2. Where such letters had been reissued in separate divisions, and the patentee filed in the Patent Office a disclaimer in regard to one of them, after bringing a suit for the infringement of the others, the validity of which was sustained, and the fact of infringement found by the court below, held that sec. 4922, Rev.Stat., has no application to the case, and that he is entitled to costs.
This is a bill in equity, filed Nov. 19, 1868, by William Smith against the Glendale Elastic Fabrics Company, wherein he alleges that he is the original and first inventor of certain new and useful improvements in corded and elastic fabrics, for which letters patent of the United States No. 9653, dated April 5, 1853, were, in due form, issued to him; that the letters, after they were extended, March 28, 1867, for seven years, were finally reissued in three parts -- reissue No. 2848, Jan. 14, 1868, division A, for improvements in weaving; reissue 3014, June 30, 1868, division B, for improvements in woven fabrics; and reissue No. 2844, Jan. 14, 1868, division C, for improvements in looms for weaving; that the company has infringed the rights secured to him by divisions A and C. He therefore prays for an injunction and an account.
The company denies the allegations of the bill as to novelty and infringement, and claims that the reissues were illegal.
Smith, Jan. 22, 1870, filed in the Patent Office a disclaimer alleging that the specifications and claims of division B are too broad, and include that whereof he is not the inventor.

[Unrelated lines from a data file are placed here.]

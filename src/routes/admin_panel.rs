//! Back office. Every handler here sits behind `require_admin`.

use axum::{
    extract::{Multipart, Path, Query, State},
    response::Json,
};
use chrono::Utc;
use uuid::Uuid;

use crate::{
    dto::{
        admin_dto::{
            settings_from_form, AdminEventDetailResponse, AdminEventListResponse,
            AdminEventsQuery, DashboardStats, NgoApprovalsResponse, NgoDetailResponse,
            NgoListResponse, SearchQuery, StatusQuery, UserDetailResponse, UserListResponse,
        },
        certificate_dto::{
            CertificateApprovalsQuery, CertificateApprovalsResponse, CertificateDetailResponse,
        },
        flash::{FlashMessage, FlashResponse},
    },
    error::Result,
    models::platform_settings::PlatformSettings,
    utils::form::FormData,
    AppState,
};

const NGO_APPROVALS: &str = "/admin-panel/ngo-approvals/";
const CERTIFICATES: &str = "/admin-panel/certificates/";

fn event_detail_path(id: Uuid) -> String {
    format!("/admin-panel/event/{}/detail/", id)
}

#[utoipa::path(
    get,
    path = "/admin-panel/dashboard/",
    responses((status = 200, description = "Platform statistics", body = DashboardStats))
)]
#[axum::debug_handler]
pub async fn dashboard(State(state): State<AppState>) -> Result<Json<DashboardStats>> {
    Ok(Json(state.dashboard_service.stats(Utc::now()).await?))
}

#[utoipa::path(
    get,
    path = "/admin-panel/ngo-approvals/",
    params(("status" = Option<String>, Query, description = "pending (default) | approved | rejected | all")),
    responses((status = 200, description = "NGO verification queue", body = NgoApprovalsResponse))
)]
#[axum::debug_handler]
pub async fn ngo_approvals(
    State(state): State<AppState>,
    Query(query): Query<StatusQuery>,
) -> Result<Json<NgoApprovalsResponse>> {
    Ok(Json(state.ngo_service.approvals(query.status).await?))
}

#[utoipa::path(
    post,
    path = "/admin-panel/ngo/{id}/approve/",
    params(("id" = Uuid, Path, description = "NGO ID")),
    responses(
        (status = 200, description = "NGO approved", body = FlashResponse),
        (status = 404, description = "NGO not found")
    )
)]
#[axum::debug_handler]
pub async fn approve_ngo(
    State(state): State<AppState>,
    Path(id): Path<Uuid>,
) -> Result<FlashResponse> {
    let ngo = state.ngo_service.approve(id).await?;
    FlashResponse::redirect(NGO_APPROVALS)
        .success(format!(
            "{} has been approved successfully!",
            ngo.organization_name
        ))
        .data(&ngo)
}

#[utoipa::path(
    post,
    path = "/admin-panel/ngo/{id}/reject/",
    params(("id" = Uuid, Path, description = "NGO ID")),
    responses(
        (status = 200, description = "NGO rejected", body = FlashResponse),
        (status = 404, description = "NGO not found")
    )
)]
#[axum::debug_handler]
pub async fn reject_ngo(
    State(state): State<AppState>,
    Path(id): Path<Uuid>,
) -> Result<FlashResponse> {
    let ngo = state.ngo_service.reject(id).await?;
    FlashResponse::redirect(NGO_APPROVALS)
        .message(FlashMessage::warning(format!(
            "{} has been rejected.",
            ngo.organization_name
        )))
        .data(&ngo)
}

#[utoipa::path(
    get,
    path = "/admin-panel/ngo/{id}/detail/",
    params(("id" = Uuid, Path, description = "NGO ID")),
    responses(
        (status = 200, description = "NGO with its events", body = NgoDetailResponse),
        (status = 404, description = "NGO not found")
    )
)]
#[axum::debug_handler]
pub async fn ngo_detail(
    State(state): State<AppState>,
    Path(id): Path<Uuid>,
) -> Result<Json<NgoDetailResponse>> {
    Ok(Json(state.ngo_service.detail(id).await?))
}

#[utoipa::path(
    post,
    path = "/admin-panel/ngo/{id}/delete/",
    params(("id" = Uuid, Path, description = "NGO ID")),
    responses(
        (status = 200, description = "NGO and its account deleted", body = FlashResponse),
        (status = 404, description = "NGO not found")
    )
)]
#[axum::debug_handler]
pub async fn delete_ngo(
    State(state): State<AppState>,
    Path(id): Path<Uuid>,
) -> Result<FlashResponse> {
    let name = state.ngo_service.delete(id).await?;
    Ok(FlashResponse::redirect("/admin-panel/ngos/").success(format!("{} has been deleted.", name)))
}

#[utoipa::path(
    get,
    path = "/admin-panel/ngos/",
    params(("search" = Option<String>, Query, description = "Organization name, email or registration number")),
    responses((status = 200, description = "All NGOs", body = NgoListResponse))
)]
#[axum::debug_handler]
pub async fn ngos(
    State(state): State<AppState>,
    Query(query): Query<SearchQuery>,
) -> Result<Json<NgoListResponse>> {
    Ok(Json(state.ngo_service.list(query.search).await?))
}

#[utoipa::path(
    get,
    path = "/admin-panel/users/",
    params(("search" = Option<String>, Query, description = "Username, email, first or last name")),
    responses((status = 200, description = "Volunteer accounts", body = UserListResponse))
)]
#[axum::debug_handler]
pub async fn users(
    State(state): State<AppState>,
    Query(query): Query<SearchQuery>,
) -> Result<Json<UserListResponse>> {
    Ok(Json(state.account_service.list_volunteers(query.search).await?))
}

#[utoipa::path(
    get,
    path = "/admin-panel/user/{id}/detail/",
    params(("id" = Uuid, Path, description = "Volunteer user ID")),
    responses(
        (status = 200, description = "Volunteer with profile and registrations", body = UserDetailResponse),
        (status = 404, description = "Volunteer not found")
    )
)]
#[axum::debug_handler]
pub async fn user_detail(
    State(state): State<AppState>,
    Path(id): Path<Uuid>,
) -> Result<Json<UserDetailResponse>> {
    Ok(Json(state.account_service.volunteer_detail(id).await?))
}

#[utoipa::path(
    post,
    path = "/admin-panel/user/{id}/delete/",
    params(("id" = Uuid, Path, description = "Volunteer user ID")),
    responses(
        (status = 200, description = "Volunteer deleted", body = FlashResponse),
        (status = 404, description = "Volunteer not found")
    )
)]
#[axum::debug_handler]
pub async fn delete_user(
    State(state): State<AppState>,
    Path(id): Path<Uuid>,
) -> Result<FlashResponse> {
    let username = state.account_service.delete_volunteer(id).await?;
    Ok(FlashResponse::redirect("/admin-panel/users/")
        .success(format!("User {} has been deleted.", username)))
}

#[utoipa::path(
    get,
    path = "/admin-panel/events/",
    params(
        ("search" = Option<String>, Query, description = "Title or organization name"),
        ("status" = Option<String>, Query, description = "published | ongoing | completed")
    ),
    responses((status = 200, description = "All events", body = AdminEventListResponse))
)]
#[axum::debug_handler]
pub async fn events(
    State(state): State<AppState>,
    Query(query): Query<AdminEventsQuery>,
) -> Result<Json<AdminEventListResponse>> {
    Ok(Json(state.event_service.admin_list(query, Utc::now()).await?))
}

#[utoipa::path(
    get,
    path = "/admin-panel/event/{id}/detail/",
    params(("id" = Uuid, Path, description = "Event ID")),
    responses(
        (status = 200, description = "Event with registrations and certificate", body = AdminEventDetailResponse),
        (status = 404, description = "Event not found")
    )
)]
#[axum::debug_handler]
pub async fn event_detail(
    State(state): State<AppState>,
    Path(id): Path<Uuid>,
) -> Result<Json<AdminEventDetailResponse>> {
    Ok(Json(state.event_service.admin_detail(id, Utc::now()).await?))
}

#[utoipa::path(
    post,
    path = "/admin-panel/event/{id}/delete/",
    params(("id" = Uuid, Path, description = "Event ID")),
    responses(
        (status = 200, description = "Event deleted", body = FlashResponse),
        (status = 404, description = "Event not found")
    )
)]
#[axum::debug_handler]
pub async fn delete_event(
    State(state): State<AppState>,
    Path(id): Path<Uuid>,
) -> Result<FlashResponse> {
    let title = state.event_service.admin_delete(id).await?;
    Ok(FlashResponse::redirect("/admin-panel/events/")
        .success(format!("Event \"{}\" has been deleted.", title)))
}

#[utoipa::path(
    post,
    path = "/admin-panel/event/{id}/certificate/approve/",
    params(("id" = Uuid, Path, description = "Event ID")),
    responses(
        (status = 200, description = "Certificate approved", body = FlashResponse),
        (status = 409, description = "Event has no certificate")
    )
)]
#[axum::debug_handler]
pub async fn approve_event_certificate(
    State(state): State<AppState>,
    Path(id): Path<Uuid>,
) -> Result<FlashResponse> {
    let title = state.certificate_service.approve_for_event(id).await?;
    Ok(FlashResponse::redirect(event_detail_path(id))
        .success(format!("Certificate for \"{}\" has been approved.", title)))
}

#[utoipa::path(
    post,
    path = "/admin-panel/event/{id}/certificate/reject/",
    params(("id" = Uuid, Path, description = "Event ID")),
    responses(
        (status = 200, description = "Certificate rejected and deleted", body = FlashResponse),
        (status = 409, description = "Event has no certificate")
    )
)]
#[axum::debug_handler]
pub async fn reject_event_certificate(
    State(state): State<AppState>,
    Path(id): Path<Uuid>,
) -> Result<FlashResponse> {
    let title = state.certificate_service.reject_for_event(id).await?;
    Ok(
        FlashResponse::redirect(event_detail_path(id)).message(FlashMessage::warning(format!(
            "Certificate for \"{}\" has been rejected and removed. NGO must upload a new one.",
            title
        ))),
    )
}

#[utoipa::path(
    get,
    path = "/admin-panel/certificates/",
    params(
        ("status" = Option<String>, Query, description = "pending (default) | approved | rejected | all"),
        ("search" = Option<String>, Query, description = "Event title or organization name"),
        ("sort" = Option<String>, Query, description = "newest (default) | oldest")
    ),
    responses((status = 200, description = "Certificate moderation queue", body = CertificateApprovalsResponse))
)]
#[axum::debug_handler]
pub async fn certificates(
    State(state): State<AppState>,
    Query(query): Query<CertificateApprovalsQuery>,
) -> Result<Json<CertificateApprovalsResponse>> {
    Ok(Json(state.certificate_service.approvals(query).await?))
}

#[utoipa::path(
    get,
    path = "/admin-panel/certificate/{id}/detail/",
    params(("id" = Uuid, Path, description = "Certificate ID")),
    responses(
        (status = 200, description = "Certificate with event, NGO and assignments", body = CertificateDetailResponse),
        (status = 404, description = "Certificate not found")
    )
)]
#[axum::debug_handler]
pub async fn certificate_detail(
    State(state): State<AppState>,
    Path(id): Path<Uuid>,
) -> Result<Json<CertificateDetailResponse>> {
    Ok(Json(state.certificate_service.detail(id).await?))
}

#[utoipa::path(
    post,
    path = "/admin-panel/certificate/{id}/approve/",
    params(("id" = Uuid, Path, description = "Certificate ID")),
    responses(
        (status = 200, description = "Certificate approved", body = FlashResponse),
        (status = 404, description = "Certificate not found")
    )
)]
#[axum::debug_handler]
pub async fn approve_certificate(
    State(state): State<AppState>,
    Path(id): Path<Uuid>,
) -> Result<FlashResponse> {
    let title = state.certificate_service.approve(id).await?;
    Ok(FlashResponse::redirect(CERTIFICATES)
        .success(format!("Certificate for \"{}\" has been approved!", title)))
}

#[utoipa::path(
    post,
    path = "/admin-panel/certificate/{id}/reject/",
    params(("id" = Uuid, Path, description = "Certificate ID")),
    responses(
        (status = 200, description = "Certificate rejected and deleted", body = FlashResponse),
        (status = 404, description = "Certificate not found")
    )
)]
#[axum::debug_handler]
pub async fn reject_certificate(
    State(state): State<AppState>,
    Path(id): Path<Uuid>,
) -> Result<FlashResponse> {
    let title = state.certificate_service.reject(id).await?;
    Ok(
        FlashResponse::redirect(CERTIFICATES).message(FlashMessage::warning(format!(
            "Certificate for \"{}\" has been rejected and deleted. NGO must upload a new one.",
            title
        ))),
    )
}

#[utoipa::path(
    get,
    path = "/admin-panel/settings/",
    responses((status = 200, description = "Current platform settings", body = PlatformSettings))
)]
#[axum::debug_handler]
pub async fn settings(State(state): State<AppState>) -> Json<PlatformSettings> {
    Json(state.settings_service.current().await)
}

#[utoipa::path(
    post,
    path = "/admin-panel/settings/",
    responses(
        (status = 200, description = "Settings replaced", body = FlashResponse),
        (status = 400, description = "Invalid number in the form")
    )
)]
#[axum::debug_handler]
pub async fn update_settings(
    State(state): State<AppState>,
    multipart: Multipart,
) -> Result<FlashResponse> {
    let form = FormData::from_multipart(multipart).await?;
    let current = state.settings_service.current().await;
    let updated = settings_from_form(&form, &current)?;
    let saved = state.settings_service.save(updated).await?;
    FlashResponse::redirect("/admin-panel/settings/")
        .success("Platform settings updated successfully!")
        .data(&saved)
}
use std::sync::Arc;

use chrono::{DateTime, Utc};
use uuid::Uuid;

use crate::database::store::{EventFilter, RegistrationFilter, Store};
use crate::dto::admin_dto::{AdminEventDetailResponse, AdminEventListResponse, AdminEventsQuery};
use crate::dto::event_dto::{
    EventDetailResponse, EventForm, EventListQuery, EventListResponse, EventSummary,
    NgoEventsResponse, RegistrationView,
};
use crate::error::{Error, Result};
use crate::models::{
    certificate::Certificate,
    event::{Event, EventStatus},
    ngo::Ngo,
    registration::RegistrationStatus,
    user::{User, UserRole},
};
use crate::services::storage_service::{FileStorage, UploadKind};
use crate::utils::form::UploadedFile;

pub(crate) fn non_empty(value: Option<String>) -> Option<String> {
    value.map(|s| s.trim().to_string()).filter(|s| !s.is_empty())
}

pub(crate) async fn find_event(store: &dyn Store, event_id: Uuid) -> Result<Event> {
    store
        .find_event(event_id)
        .await?
        .ok_or_else(|| Error::NotFound("Event not found".into()))
}

pub(crate) async fn ngo_for_user(store: &dyn Store, user: &User) -> Result<Ngo> {
    store
        .find_ngo_by_user(user.id)
        .await?
        .ok_or_else(|| Error::NotFound("NGO profile not found".into()))
}

/// Loads an event the calling organization owns.
///
/// Non-NGO callers get "Access denied." and other organizations get
/// `not_owner`, both sent to `redirect_to`.
pub(crate) async fn owned_event(
    store: &dyn Store,
    user: &User,
    event_id: Uuid,
    not_owner: &str,
    redirect_to: &str,
) -> Result<(Ngo, Event)> {
    if user.role != UserRole::Ngo {
        return Err(Error::forbidden("Access denied.", "/events/"));
    }
    let event = find_event(store, event_id).await?;
    let ngo = ngo_for_user(store, user).await?;
    if event.ngo_id != ngo.id {
        return Err(Error::forbidden(not_owner, redirect_to));
    }
    Ok((ngo, event))
}

pub(crate) async fn registration_views(
    store: &dyn Store,
    filter: &RegistrationFilter,
) -> Result<Vec<RegistrationView>> {
    let registrations = store.list_registrations(filter).await?;
    let mut views = Vec::with_capacity(registrations.len());
    for registration in registrations {
        let Some(volunteer) = store.find_user(registration.volunteer_id).await? else {
            continue;
        };
        let profile = store.find_volunteer_profile(volunteer.id).await?;
        views.push(RegistrationView {
            registration,
            volunteer,
            profile,
        });
    }
    Ok(views)
}

/// Attaches seat counts, organization and certificate state to an event.
pub(crate) async fn summarize(
    store: &dyn Store,
    event: Event,
    now: DateTime<Utc>,
) -> Result<EventSummary> {
    let approved = store
        .count_registrations(event.id, RegistrationStatus::Approved)
        .await?;
    let pending = store
        .count_registrations(event.id, RegistrationStatus::Pending)
        .await?;
    let organization_name = store
        .find_ngo(event.ngo_id)
        .await?
        .map(|n| n.organization_name)
        .unwrap_or_default();
    let certificate_status = store
        .find_certificate_for_event(event.id)
        .await?
        .map(|c| c.status);
    let capacity = event.capacity(approved);
    Ok(EventSummary::new(
        event,
        organization_name,
        capacity,
        pending,
        certificate_status,
        now,
    ))
}

async fn summarize_all(
    store: &dyn Store,
    events: Vec<Event>,
    now: DateTime<Utc>,
) -> Result<Vec<EventSummary>> {
    let mut summaries = Vec::with_capacity(events.len());
    for event in events {
        summaries.push(summarize(store, event, now).await?);
    }
    Ok(summaries)
}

The court below, on the cause being set down for hearing, adjudged that the letters as reissued in division A and division C were valid; that Smith was the original and first inventor of the improvements therein described; that he recover of the company the profits received or made by it from the use, manufacture, or sale of the patented improvement; that a master take and report an account of such profits; and that an injunction be awarded.
The master reported that the company had made no profits, and the court, Jan. 27, 1876, passed a decree against the company for costs of suit. The company thereupon appealed.